ŞÜKRETMEK..
Ne güzeldir;
Dört gözle beklediğiniz bir haberin gelmesi,
Yağmurdan sonra, açan güneş…
Buz gibi sokaktan sıcacık eve girmek…
Yorgunluktan bitmişken yatağa uzanmak…
Kızgın kumlarda uzun uzun yattıktan sonra bedeni denizin serinliğine bırakmak…
Sabahları kızarmış ekmek kokusuyla uyanmak…
Bir doktor muayenehanesinin kapısından,
şüpheleri dağıtmış olarak sevinçle çıkmak…
Yaz sıcağında, bir öğle mahmurluğunu, buz gibi bir dilim karpuzla atmak…

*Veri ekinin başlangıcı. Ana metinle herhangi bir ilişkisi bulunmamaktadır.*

pub mod db;
pub mod error;
pub mod gemini;
pub mod models;
pub mod views;

pub use db::HistoryStore;
pub use error::{OptimizeError, StoreError};
pub use gemini::PromptOptimizer;
pub use models::{
    Category, HistoryItem, HistoryStats, Improvement, OptimizationResult, MAX_PROMPT_LEN,
};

Bir bahçenin önünden geçerken duyduğunuz hanımeli kokusu…
Sabah uyanıp o gün tatil olduğunu hatırlamak…
“Artık bitti” derken sizi araması…
Yaşlı ana babanızın, hala çaldığınız kapının arkasında
ya da hattın öbür ucunda olması…
Fırından yeni çıkmış ekmeğin kızarmış kenarı ve köşesi…
Bir köşede birbirine sarılmış uyuyan kedi yavruları…
Evinizden, çorba kokusunun yayılması…
Soğuktan titrerken elinize tutuşturulan bir bardak çay…
Meteliksiz bir gününüzde, çoktandır giymediğiniz ceketinizin
cebinden para çıkması…
Uzun, sıcak bir yürüyüşten sonra karşınıza çıkan bir çınar altı.
Sabahtan beri ayağınızı vuran ayakkabıları çıkardığınız an…
Sudan bir sebeple küstüğünüz arkadaşınızla barışmanız…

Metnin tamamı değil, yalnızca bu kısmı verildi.